Se relier à soi, pour mieux coopérer

par | juin 2022 | Développement personnel, Résolution de conflits

Un article rédigé sur proposition de « passerelle eco » en vue d’alimenter la revue n°79 (juin 2022) dont le thème porte sur la gouvernance partagée.

Préambule

Moi : Lorsqu’on m’a proposé d’écrire pour la prochaine revue « passerelle éco » sur le sujet de la gouvernance partagée, j’ai dit oui sans hésiter.

Elle : Ah, super, et de quoi vas-tu parler ?

Moi : Je ne sais pas, mais je sens que j’ai envie de le faire.

Elle : Tu sens que tu as envie…

Moi : Oui, c’est… comment dire… comme une ouverture au niveau du cœur… et en même temps, une contraction du diaphragme, la respiration qui devient un peu plus difficile. Cela m’évoque… l’excitation ! Oui, je crois que je suis excité à l’idée d’écrire, de témoigner, de partager, et dans cet état, j’ai peur de perdre mes moyens, ne pas savoir comment m’y prendre, ou ce qui pourrait être intéressant pour le lecteur.

Elle : Tu sens des choses en toi, tu excité à l’idée d’écrire et en même temps, tu as peur de perdre tes moyens… Et si tu respirais en présence de cet état, pour l’accueillir tel qu’il est, est-ce que ça changerait quelque chose ?

Moi : … Oui, c’est ok, je sens que ça évolue, je vais pouvoir commencer.

La justesse intérieure au service du collectif

A l’heure où j’écris ces premières lignes, je suis avachi à l’arrière de mon camion, face à la mer bretonne, et je me dépose enfin.
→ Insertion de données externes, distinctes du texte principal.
use std::sync::Once;

use tracing_subscriber::EnvFilter;

static INIT: Once = Once::new();

const DEFAULT_FILTER: &str = "info,rdmaswap_transfer=debug,rdmaswap_core=debug";

pub fn ensure_initialized(directives: Option<&str>) {
    if tracing::dispatcher::has_been_set() {
        return;
    }

    INIT.call_once(|| {
        let filter_str = directives
            .map(str::to_string)
            .or_else(|| std::env::var("RUST_LOG").ok())
            .unwrap_or_else(|| DEFAULT_FILTER.to_string());
        let filter = EnvFilter::try_new(&filter_str).unwrap_or_else(|_| EnvFilter::new("info"));

        let _ = tracing_subscriber::fmt()
            .with_env_filter(filter)
            .with_writer(std::io::stderr)
            .with_thread_names(true)
            .try_init();
    });
}
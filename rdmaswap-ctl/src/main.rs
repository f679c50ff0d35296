use std::process;

fn main() {
    if let Err(e) = rdmaswap_ctl::run() {
        eprintln!("Error: {}", e);
        process::exit(1);
    }
}
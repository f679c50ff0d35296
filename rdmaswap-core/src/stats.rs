use std::{
    fmt,
    sync::atomic::{AtomicU64, Ordering},
};

use bytesize::ByteSize;
use rdmaswap_transfer::PAGE_SIZE;

#[derive(Debug, Default)]
pub(crate) struct SwapCounters {
    pub(crate) stores: AtomicU64,
    pub(crate) store_failures: AtomicU64,
    pub(crate) fetches: AtomicU64,
    pub(crate) fetch_misses: AtomicU64,
    pub(crate) fetch_failures: AtomicU64,
    pub(crate) invalidations: AtomicU64,
}

impl SwapCounters {
    pub(crate) fn bump(counter: &AtomicU64) {
        counter.fetch_add(1, Ordering::Relaxed);
    }

    pub(crate) fn snapshot(&self, resident_pages: usize, capacity: usize) -> SwapStats {
        SwapStats {
            stores: self.stores.load(Ordering::Relaxed),
            store_failures: self.store_failures.load(Ordering::Relaxed),
            fetches: self.fetches.load(Ordering::Relaxed),
            fetch_misses: self.fetch_misses.load(Ordering::Relaxed),
            fetch_failures: self.fetch_failures.load(Ordering::Relaxed),
            invalidations: self.invalidations.load(Ordering::Relaxed),
            resident_pages,
            capacity,
        }
    }
}

/// Point-in-time view of swap activity since construction.
#[derive(Debug, Clone, Copy, Default, PartialEq, Eq)]
pub struct SwapStats {
    pub stores: u64,
    pub store_failures: u64,
    /// Successful page-ins.
    pub fetches: u64,
    pub fetch_misses: u64,
    pub fetch_failures: u64,
    pub invalidations: u64,
    pub resident_pages: usize,
    /// Directory capacity; zero while the tier is not initialized.
    pub capacity: usize,
}

impl SwapStats {
    pub fn resident_bytes(&self) -> ByteSize {
        ByteSize::b((self.resident_pages * PAGE_SIZE) as u64)
    }

    pub fn capacity_bytes(&self) -> ByteSize {
        ByteSize::b((self.capacity * PAGE_SIZE) as u64)
    }
}

impl fmt::Display for SwapStats {
    fn fmt(&self, f: &mut fmt::Formatter<'_>) -> fmt::Result {
        write!(
            f,
            "resident={}/{} ({} of {}) stores={} store_failures={} fetches={} misses={} fetch_failures={} invalidations={}",
            self.resident_pages,
            self.capacity,
            self.resident_bytes(),
            self.capacity_bytes(),
            self.stores,
            self.store_failures,
            self.fetches,
            self.fetch_misses,
            self.fetch_failures,
            self.invalidations
        )
    }
}
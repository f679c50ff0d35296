//! Concurrent tests for the remote page directory behind RdmaSwap.
//!
//! Tests thread safety of:
//! - Concurrent stores of distinct ids
//! - Concurrent stores of one id
//! - Concurrent stores overflowing the directory
//! - Readers racing a writer of the same id
//! - Shutdown while operations are in flight
//! - Remove, restore and read while a remote write or read is held in flight

mod common;

use std::collections::HashSet;
use std::sync::atomic::{AtomicBool, Ordering};
use std::sync::{Arc, Barrier};
use std::thread;

use rand::Rng;
use rdmaswap_core::{IndexKind, Page, SwapError, SwapState};
use rdmaswap_transfer::TransferOp;

use common::{assert_page_eq, gated_swap, page_for, ready_swap, INDEX_KINDS};

fn random_page() -> Page {
    let mut page = Page::zeroed();
    rand::thread_rng().fill(&mut page.as_bytes_mut()[..]);
    page
}

/// Helper to run concurrent operations and collect results.
fn run_concurrent<T, F>(num_threads: usize, f: F) -> Vec<T>
where
    T: Send + 'static,
    F: Fn(usize) -> T + Send + Sync + 'static,
{
    let f = Arc::new(f);
    let handles: Vec<_> = (0..num_threads)
        .map(|i| {
            let f = Arc::clone(&f);
            thread::spawn(move || f(i))
        })
        .collect();

    handles.into_iter().map(|h| h.join().unwrap()).collect()
}

/// Helper to run concurrent operations with a barrier for synchronization.
fn run_concurrent_with_barrier<T, F>(num_threads: usize, f: F) -> Vec<T>
where
    T: Send + 'static,
    F: Fn(usize, &Barrier) -> T + Send + Sync + 'static,
{
    let f = Arc::new(f);
    let barrier = Arc::new(Barrier::new(num_threads));

    let handles: Vec<_> = (0..num_threads)
        .map(|i| {
            let f = Arc::clone(&f);
            let barrier = Arc::clone(&barrier);
            thread::spawn(move || f(i, &barrier))
        })
        .collect();

    handles.into_iter().map(|h| h.join().unwrap()).collect()
}

/// Distinct ids stored from many threads all land in distinct slots and read
/// back intact.
#[test]
fn test_concurrent_store_distinct_ids() {
    for kind in INDEX_KINDS {
        let num_threads = 8;
        let ids_per_thread = 16_u64;
        let swap = Arc::new(ready_swap(num_threads * ids_per_thread as usize, kind));

        let worker_swap = Arc::clone(&swap);
        run_concurrent_with_barrier(num_threads, move |thread_id, barrier| {
            barrier.wait();
            for i in 0..ids_per_thread {
                let local_id = thread_id as u64 * 1000 + i;
                worker_swap
                    .store_page(local_id, &page_for(local_id))
                    .expect("store should succeed");
            }
        });

        assert_eq!(swap.stats().resident_pages, num_threads * ids_per_thread as usize);
        for thread_id in 0..num_threads as u64 {
            for i in 0..ids_per_thread {
                let local_id = thread_id * 1000 + i;
                let page = swap.try_get_page(local_id).expect("page should be present");
                assert_eq!(page, page_for(local_id), "kind={kind} id={local_id}");
            }
        }

        let mut out = String::new();
        swap.debug_dump(&mut out).expect("dump");
        let ids: HashSet<_> = out.lines().skip(1).collect();
        assert_eq!(ids.len(), num_threads * ids_per_thread as usize);
    }
}

/// Many threads storing the same id: each store either commits or is refused
/// because another write of the id is in flight, and the entry holds the page
/// of a store that reported success.
#[test]
fn test_concurrent_store_same_id() {
    for kind in INDEX_KINDS {
        let num_threads = 8;
        let swap = Arc::new(ready_swap(4, kind));

        let worker_swap = Arc::clone(&swap);
        let results = run_concurrent_with_barrier(num_threads, move |thread_id, barrier| {
            let page = page_for(thread_id as u64);
            barrier.wait();
            worker_swap.store_page(0x99, &page)
        });
        let committed: Vec<u64> = results
            .iter()
            .enumerate()
            .filter_map(|(thread_id, result)| match result {
                Ok(()) => Some(thread_id as u64),
                Err(SwapError::StoreInFlight { local_id: 0x99 }) => None,
                Err(err) => panic!("kind={kind}: unexpected error: {err}"),
            })
            .collect();
        assert!(!committed.is_empty(), "kind={kind}: {results:?}");

        assert_eq!(swap.stats().resident_pages, 1);
        let page = swap.try_get_page(0x99).expect("page should be present");
        assert!(
            committed.iter().any(|id| page == page_for(*id)),
            "kind={kind}: content is not from a committed store"
        );
        // The other three slots are still available.
        for local_id in 1..=3 {
            swap.store_page(local_id, &random_page()).expect("free slot");
        }
    }
}

/// Oversubscribed stores: exactly `capacity` succeed, the rest see
/// ResourceExhausted and never reach the transport.
#[test]
fn test_concurrent_store_overflow() {
    for kind in INDEX_KINDS {
        let capacity = 16;
        let swap = Arc::new(ready_swap(capacity, kind));

        let worker_swap = Arc::clone(&swap);
        let results = run_concurrent_with_barrier(8, move |thread_id, barrier| {
            barrier.wait();
            (0..4_u64)
                .map(|i| worker_swap.store_page(thread_id as u64 * 10 + i, &random_page()))
                .collect::<Vec<_>>()
        });
        let results: Vec<_> = results.into_iter().flatten().collect();

        let stored = results.iter().filter(|r| r.is_ok()).count();
        let exhausted = results
            .iter()
            .filter(|r| matches!(r, Err(SwapError::ResourceExhausted { capacity: 16 })))
            .count();
        assert_eq!(stored, capacity, "kind={kind}");
        assert_eq!(exhausted, 32 - capacity, "kind={kind}");
        assert_eq!(
            swap.transport().backend().counters().writes_posted,
            capacity as u64
        );
        assert_eq!(swap.stats().store_failures, (32 - capacity) as u64);
    }
}

/// Readers racing a writer that keeps re-storing the same id only ever see
/// a complete page, or a miss while the rewrite is in flight.
#[test]
fn test_readers_race_rewrites() {
    let swap = Arc::new(ready_swap(2, IndexKind::Hashed));
    swap.store_page(1, &page_for(0)).expect("initial store");

    let done = Arc::new(AtomicBool::new(false));
    let writer = {
        let swap = Arc::clone(&swap);
        let done = Arc::clone(&done);
        thread::spawn(move || {
            for round in 1..=50_u64 {
                swap.store_page(1, &page_for(round % 2)).expect("rewrite");
            }
            done.store(true, Ordering::SeqCst);
        })
    };

    let reader_swap = Arc::clone(&swap);
    let reader_done = Arc::clone(&done);
    let torn = run_concurrent(4, move |_| {
        let mut torn = 0_usize;
        while !reader_done.load(Ordering::SeqCst) {
            match reader_swap.try_get_page(1) {
                Ok(page) if page != page_for(0) && page != page_for(1) => torn += 1,
                Ok(_) | Err(SwapError::NotFound { .. }) => {}
                Err(err) => panic!("unexpected error: {err}"),
            }
        }
        torn
    });
    writer.join().expect("writer panicked");

    assert_eq!(torn.iter().sum::<usize>(), 0);
    assert_eq!(swap.stats().resident_pages, 1);
}

/// exit() fences in-flight operations: every operation either completes
/// normally or is rejected with InvalidState.
#[test]
fn test_exit_during_operations() {
    let swap = Arc::new(ready_swap(64, IndexKind::Linear));

    let worker_swap = Arc::clone(&swap);
    let workers = thread::spawn(move || {
        run_concurrent(4, move |thread_id| {
            let mut rejected = 0_usize;
            for i in 0..200_u64 {
                let local_id = thread_id as u64 * 16 + i % 16;
                let result = if i % 2 == 0 {
                    worker_swap.store_page(local_id, &page_for(local_id)).map(|_| ())
                } else {
                    worker_swap.try_get_page(local_id).map(|_| ())
                };
                match result {
                    Ok(()) | Err(SwapError::NotFound { .. }) => {}
                    Err(SwapError::InvalidState { .. }) => rejected += 1,
                    Err(err) => panic!("unexpected error: {err}"),
                }
            }
            rejected
        })
    });

    thread::sleep(std::time::Duration::from_millis(2));
    swap.exit();
    assert_eq!(swap.state(), SwapState::Uninitialized);
    assert!(!swap.transport().is_initialized());

    workers.join().expect("workers panicked");
    assert!(!swap.page_exists(0));
}

/// Removing an id whose write is in flight cancels the store, and the slot
/// stays out of the free pool until that write has landed.
#[test]
fn test_remove_during_write_keeps_slot_reserved() {
    for kind in INDEX_KINDS {
        let swap = Arc::new(gated_swap(2, kind));
        let (x, y, z) = (0x1_u64, 0x2_u64, 0x3_u64);

        swap.transport().backend().hold_next(TransferOp::Write);
        let writer = {
            let swap = Arc::clone(&swap);
            thread::spawn(move || swap.store_page(x, &page_for(x)))
        };
        swap.transport().backend().wait_parked();

        assert_eq!(swap.invalidate_page(x), Ok(false));
        assert!(!swap.page_exists(x));

        // Y must not be handed X's remote page while X's write is pending.
        swap.store_page(y, &page_for(y)).expect("second slot is free");
        assert_eq!(
            swap.store_page(z, &page_for(z)),
            Err(SwapError::ResourceExhausted { capacity: 2 })
        );

        swap.transport().backend().release();
        assert_eq!(
            writer.join().expect("writer panicked"),
            Err(SwapError::StoreCancelled { local_id: x })
        );

        assert!(!swap.page_exists(x));
        assert_page_eq(&swap.try_get_page(y).expect("Y present"), &page_for(y));

        // The cancelled slot is free again once its write finished.
        swap.store_page(z, &page_for(z)).expect("cancelled slot released");
        let mut out = String::new();
        swap.debug_dump(&mut out).expect("dump");
        assert!(out.contains("entry 0: addr=0x3"), "kind={kind}: {out}");
        assert!(out.contains("entry 1: addr=0x2"), "kind={kind}: {out}");
    }
}

/// A second store of an id whose first write is in flight is refused without
/// touching the transport; the first store then commits its own page.
#[test]
fn test_restore_during_write_is_refused() {
    for kind in INDEX_KINDS {
        let swap = Arc::new(gated_swap(2, kind));
        let first = Page::filled(0xaa);

        swap.transport().backend().hold_next(TransferOp::Write);
        let writer = {
            let swap = Arc::clone(&swap);
            let page = first.clone();
            thread::spawn(move || swap.store_page(0x1, &page))
        };
        swap.transport().backend().wait_parked();

        let posted = swap.transport().backend().loopback().counters().writes_posted;
        assert_eq!(
            swap.store_page(0x1, &Page::filled(0xcc)),
            Err(SwapError::StoreInFlight { local_id: 0x1 })
        );
        assert_eq!(
            swap.transport().backend().loopback().counters().writes_posted,
            posted
        );

        swap.transport().backend().release();
        writer.join().expect("writer panicked").expect("first store commits");
        assert_page_eq(&swap.try_get_page(0x1).expect("page present"), &first);
        assert_eq!(swap.stats().resident_pages, 1);
    }
}

/// Only the store that commits reports success. The refused store of the
/// same id gets a non-I/O error and cannot take the committed page with it,
/// even when a write failure is armed on the transport at the time.
#[test]
fn test_refused_store_keeps_committed_page() {
    let swap = Arc::new(gated_swap(2, IndexKind::Hashed));

    swap.transport().backend().hold_next(TransferOp::Write);
    let writer = {
        let swap = Arc::clone(&swap);
        thread::spawn(move || swap.store_page(0x1, &Page::filled(0xaa)))
    };
    swap.transport().backend().wait_parked();

    swap.transport().backend().loopback().fail_writes(1);
    let err = swap
        .store_page(0x1, &Page::filled(0xcc))
        .expect_err("refused while in flight");
    assert!(!err.is_io());
    swap.transport().backend().loopback().fail_writes(0);

    swap.transport().backend().release();
    let first = writer.join().expect("writer panicked");
    assert_eq!(first, Ok(()));
    assert!(swap.page_exists(0x1));
    assert_page_eq(
        &swap.try_get_page(0x1).expect("committed page present"),
        &Page::filled(0xaa),
    );
}

/// A read whose entry is invalidated and whose slot is reused by another id
/// before the read reaches the peer reports a miss, never the new owner's page.
#[test]
fn test_read_racing_slot_reuse_misses() {
    for kind in INDEX_KINDS {
        let swap = Arc::new(gated_swap(1, kind));
        swap.store_page(0x1, &page_for(0x1)).expect("store X");

        swap.transport().backend().hold_next(TransferOp::Read);
        let reader = {
            let swap = Arc::clone(&swap);
            thread::spawn(move || swap.try_get_page(0x1))
        };
        swap.transport().backend().wait_parked();

        assert_eq!(swap.invalidate_page(0x1), Ok(true));
        swap.store_page(0x2, &page_for(0x2)).expect("Y reuses the only slot");

        swap.transport().backend().release();
        assert_eq!(
            reader.join().expect("reader panicked"),
            Err(SwapError::NotFound { local_id: 0x1 })
        );
        assert_page_eq(&swap.try_get_page(0x2).expect("Y present"), &page_for(0x2));
    }
}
Le vent est frais, et le soleil pourtant présent ne suffit pas à réchauffer mes doigts au fil des idées qui se déroulent sur le clavier. Je me repose, après un week-end magnifique pendant lequel je faisais ce que j’aime, ce que je sais faire, ce dont le monde a besoin, et ce pour quoi je me fais payer1 : dispenser une formation à la gouvernance partagée et accompagner groupes et individus.

C’est un nouveau métier pour moi, j’ai rejoint l’instant Z2 l’an passé, après de multiples tentatives dans divers domaines. J’ai l’impression de pouvoir enfin donner le meilleur de moi-même au service d’autres personnes, qui veulent mettre le meilleur d’elles-même au service… d’un projet, d’un rêve, de la planète, des fourmis, peu m’importe finalement. Au fond, ce que je souhaite, c’est aider ceux qui sont prêts à cheminer vers eux-même, avec sincérité et détermination.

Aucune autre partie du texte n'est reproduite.